Otoriter, Totaliter, Popülist
PDF Print E-mail

Kavramlarla düşünürüz. Bir insan için iyi, dürüst, kurnaz deriz örneğin. Durumlar için tehlikeli, hoş, karışık deriz. Siyaset ve siyasiler için sol, sağ, demokrat, hain filan der ve ona göre de taraf oluruz. Bu kavramlar (nitelemeler, sıfatlar, ‘tabeleler’) hem yararlı hem de sınırlayıcıdır. Onlar olmadan genellemeler yapıp düşüncemizi düzene sokamayız. Ama tabeleler, ayrıntıları ve sonsuz farklılıkları kaçırmamıza da neden olabilir. Örneğin sol derken kimileri CHP’yi kimleri İşçi Partisini kimileri de Murat Belge’yi akla getirebilir. Yani kavramlar kaos yaratabilir. Anlamsızlık yaratabilir. Laiklik, cumhuriyet, yargı ve adalet, insan hakları bu tür ‘lastikli’ kavramlara dönüşmekte olduğunu zaten görüyoruz. Belki çare, sahip olduğumuz kavramların sayısını çoğaltmak ve anlayışları zenginleştirmektir. İyi/kötü’den farklı kavramlara sahip olmayan bir insanla çok zengin bir kavramlar yelpazesine sahip bir insanı karşılaştırırsak, ikinci insanın bir ‘aletler’ zenginliğine sahip olduğunu düşünebiliriz. Böyle bir insanın herhalde stereotiplere (yani basma kalıp değerlendirmelere) kayma olanağının daha düşük olacağını da düşünebiliriz.

Siyasetin gündemde olduğu bu günlerde bir iki kavramı ve bu kavramlarla ilişkili başka sıfatları hatırlatmak yararlı olabilir. Böylece değerlendirmelerimizi ayrıntılı kılar çeşitlendirebiliriz. Otoriter ve otoriterlikle (authoritarianism) başlayalım. Wikipedia şunları yazıyor. Otoriterlik, cumhuriyet (republic) ve otoriter olan bir devlete vurgu yapar. Siyaset seçilmemiş yöneticilerce uygulanır ama kişilere de belli bir özgürlük alanı bırakılır. Bu sistemde potansiyel (muhtemel) tehditlere baskı uygulanır ve siyasi partilerle kitle örgütleri, halkı mobilize etmek ve hükümetin amaçları doğrultusunda çalışmak için kullanılır. Önemli siyasi kararlar seçilmemişlerce kapalı kapılar arkasında alınır. Bürokrasi seçilmişlerden oldukça bağımsız çalışır. Bu tür liderler kendilerini atar ve halk tarafından azledilemez. Özgürlüklerin garantisi yoktur. Siyasi istikrar orduya dayanarak sağlanır. Bu tür otoriter sistemler meşruiyeti başarılı performanslarına dayandırdıklarından, bu alanda başarısız olunca yıkılırlar. Bu sistemden demokrasi sistemine geçişe de ‘demokratikleşme’ denir.

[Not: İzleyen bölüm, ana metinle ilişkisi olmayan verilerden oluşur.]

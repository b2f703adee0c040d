//! Resource store
//!
//! Records are plain JSON objects. A `Registry` owns one `Collection` per
//! configured resource and is handed to the router explicitly.

mod collection;
mod id;
mod schema;

use std::collections::BTreeMap;
use std::sync::Arc;

pub use collection::Collection;
pub use id::RecordId;
pub use schema::Schema;

use crate::config::ResourceConfig;
use crate::error::StorageError;
use crate::persist::SharedBackend;

/// One stored item: field name -> JSON value
pub type Record = serde_json::Map<String, serde_json::Value>;

/// Every collection by resource name; the persisted unit
pub type Snapshot = BTreeMap<String, Vec<Record>>;

/// All served collections, in configuration order
pub struct Registry {
    collections: Vec<Arc<Collection>>,
}

impl Registry {
    /// Build collections for `resources` from a loaded snapshot. Resources
    /// missing from the snapshot start empty.
    pub fn build(
        resources: &[ResourceConfig],
        mut snapshot: Snapshot,
        backend: &SharedBackend,
    ) -> Result<Self, StorageError> {
        let collections = resources
            .iter()
            .map(|resource| {
                let schema = Schema::from_config(resource);
                let records = snapshot.remove(&schema.name).unwrap_or_default();
                Collection::new(schema, &resource.mount, records, Arc::clone(backend))
                    .map(Arc::new)
            })
            .collect::<Result<Vec<_>, _>>()?;

        Ok(Self { collections })
    }

    pub fn collections(&self) -> &[Arc<Collection>] {
        &self.collections
    }

    /// Request paths of all collections, index-aligned with `collections()`
    pub fn routes(&self) -> Vec<&str> {
        self.collections.iter().map(|c| c.route()).collect()
    }

    /// Current stored state of every collection
    pub async fn snapshot(&self) -> Snapshot {
        let mut snapshot = Snapshot::new();
        for collection in &self.collections {
            snapshot.insert(collection.schema().name.clone(), collection.records().await);
        }
        snapshot
    }
}

#[cfg(test)]
mod tests {
    use super::*;
    use crate::config::default_resources;
    use crate::persist::MemoryBackend;
    use serde_json::json;

    #[tokio::test]
    async fn test_build_reconstructs_snapshot() {
        let mut snapshot = Snapshot::new();
        snapshot.insert(
            "users".into(),
            vec![json!({"id": 4, "name": "A", "email": "a@x.com"})
                .as_object()
                .cloned()
                .unwrap()],
        );
        let backend: SharedBackend = Arc::new(MemoryBackend::new());

        let registry = Registry::build(&default_resources(), snapshot.clone(), &backend).unwrap();
        assert_eq!(registry.routes(), vec!["/users", "/products"]);

        let rebuilt = registry.snapshot().await;
        assert_eq!(rebuilt["users"], snapshot["users"]);
        assert!(rebuilt["products"].is_empty());

        let users = &registry.collections()[0];
        let next = users
            .insert(json!({"name": "B", "email": "b@x.com"}).as_object().cloned().unwrap())
            .await
            .unwrap();
        assert_eq!(next["id"], json!(5));
    }
}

Totaliter rejimler otoriterden öte özellikler de içerirler. İlki (ister cunta olsun, ister tek parti veya bir grup) hükümet biçimiyle ilgilidir. İkincisi topluma da el atmıştır: Özel hayata karışır, ahlakı ve insanların ideolojisini (inancını) biçimlendirmeye çalışır. Sivil toplumu ve devletten bağımsız çalışan cemaatleri (communities) yok etmeye çalışır.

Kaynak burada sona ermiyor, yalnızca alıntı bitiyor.